Stored data:

Segment Open

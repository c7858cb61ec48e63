//! Matchmaker
//!
//! Pairs a join request with the earliest compatible waiting entry, or
//! queues the requester when nobody suitable is waiting.

use tracing::{debug, info};

use crate::error::AppError;
use crate::message::{Delivery, ServerMessage};
use crate::room::{Member, Room, RoomManager};
use crate::types::{ClientId, RoomId};
use crate::waiting::{WaitingEntry, WaitingPool};

/// Outcome of a join request
#[derive(Debug, Clone, PartialEq)]
pub enum MatchResult {
    /// No partner yet; the requester is queued
    Waiting,
    /// Paired with `partner` in a new room
    Matched { room_id: RoomId, partner: String },
}

/// Owns the waiting pool and performs matching
#[derive(Debug, Default)]
pub struct Matchmaker {
    pool: WaitingPool,
}

impl Matchmaker {
    pub fn new() -> Self {
        Self::default()
    }

    /// Handle a join request
    ///
    /// A client that is already waiting or already in a room is rejected
    /// and nothing changes. Otherwise the first waiting entry on the same
    /// interest (other than the requester) is matched; if there is none
    /// the requester is queued.
    pub fn join(
        &mut self,
        rooms: &mut RoomManager,
        display_name: String,
        interest: String,
        requester: ClientId,
        out: &mut Vec<Delivery>,
    ) -> Result<MatchResult, AppError> {
        if self.pool.contains(requester) {
            return Err(AppError::AlreadyWaiting);
        }
        if rooms.room_of(requester).is_some() {
            return Err(AppError::AlreadyInRoom);
        }

        let Some(candidate) = self.pool.take_first_except(&interest, requester) else {
            info!(
                "Client {} ('{}') waiting on interest '{}'",
                requester, display_name, interest
            );
            out.push(Delivery::new(
                requester,
                ServerMessage::Waiting {
                    interest: interest.clone(),
                },
            ));
            self.pool
                .push(WaitingEntry::new(display_name, interest, requester));
            debug!("Waiting entries: {}", self.pool.len());
            return Ok(MatchResult::Waiting);
        };

        info!(
            "Matched {} with {} on interest '{}'",
            requester, candidate.client_id, interest
        );

        let partner = candidate.display_name.clone();
        let room = Room::new(
            Member::new(requester, display_name),
            Member::new(candidate.client_id, candidate.display_name),
            interest,
        );
        let room_id = rooms.open(room, out);

        Ok(MatchResult::Matched { room_id, partner })
    }

    /// Drop every waiting entry held by `client_id`
    pub fn cancel(&mut self, client_id: ClientId) -> usize {
        self.pool.remove_client(client_id)
    }

    /// Read-only view of the waiting pool
    pub fn pool(&self) -> &WaitingPool {
        &self.pool
    }
}
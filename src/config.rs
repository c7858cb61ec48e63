//! Server configuration
//!
//! Parsed from command line flags, falling back to environment variables
//! and then to defaults.

use std::time::Duration;

use clap::Parser;

/// Default bind host
pub const DEFAULT_HOST: &str = "0.0.0.0";

/// Default bind port
pub const DEFAULT_PORT: u16 = 5000;

/// Interest-matched 1:1 WebSocket chat server
#[derive(Debug, Clone, Parser)]
#[command(name = "pairchat", version, about)]
pub struct ServerConfig {
    /// Host to bind
    #[arg(long, env = "HOST", default_value = DEFAULT_HOST)]
    pub host: String,

    /// Port to listen on
    #[arg(short, long, env = "PORT", default_value_t = DEFAULT_PORT)]
    pub port: u16,

    /// Log level used when RUST_LOG is not set
    #[arg(long, env = "PAIRCHAT_LOG", default_value = "info")]
    pub log_level: String,

    /// Capacity of the server command channel
    #[arg(long, default_value_t = 256)]
    pub command_buffer: usize,

    /// Seconds between stats log lines (0 disables)
    #[arg(long, env = "PAIRCHAT_STATS_INTERVAL", default_value_t = 60)]
    pub stats_interval: u64,
}

impl ServerConfig {
    /// Address to hand to `TcpListener::bind`
    pub fn bind_addr(&self) -> String {
        format!("{}:{}", self.host, self.port)
    }

    /// Default tracing filter directive for this crate
    pub fn log_filter(&self) -> String {
        format!("pairchat={}", self.log_level)
    }

    /// Period of the stats log, if enabled
    pub fn stats_period(&self) -> Option<Duration> {
        (self.stats_interval > 0).then(|| Duration::from_secs(self.stats_interval))
    }
}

Segment Closed

▶ **YOUR GOAL**
Of the entries above, repeat exactly the lines from the line with "Default bind port" through the line with "Address to hand", both of them included.

▶ **YOUR SOLUTION**
/// Default bind port
pub const DEFAULT_PORT: u16 = 5000;

/// Interest-matched 1:1 WebSocket chat server
#[derive(Debug, Clone, Parser)]
#[command(name = "pairchat", version, about)]
pub struct ServerConfig {
    /// Host to bind
    #[arg(long, env = "HOST", default_value = DEFAULT_HOST)]
    pub host: String,

    /// Port to listen on
    #[arg(short, long, env = "PORT", default_value_t = DEFAULT_PORT)]
    pub port: u16,

    /// Log level used when RUST_LOG is not set
    #[arg(long, env = "PAIRCHAT_LOG", default_value = "info")]
    pub log_level: String,

    /// Capacity of the server command channel
    #[arg(long, default_value_t = 256)]
    pub command_buffer: usize,

    /// Seconds between stats log lines (0 disables)
    #[arg(long, env = "PAIRCHAT_STATS_INTERVAL", default_value_t = 60)]
    pub stats_interval: u64,
}

impl ServerConfig {
    /// Address to hand to `TcpListener::bind`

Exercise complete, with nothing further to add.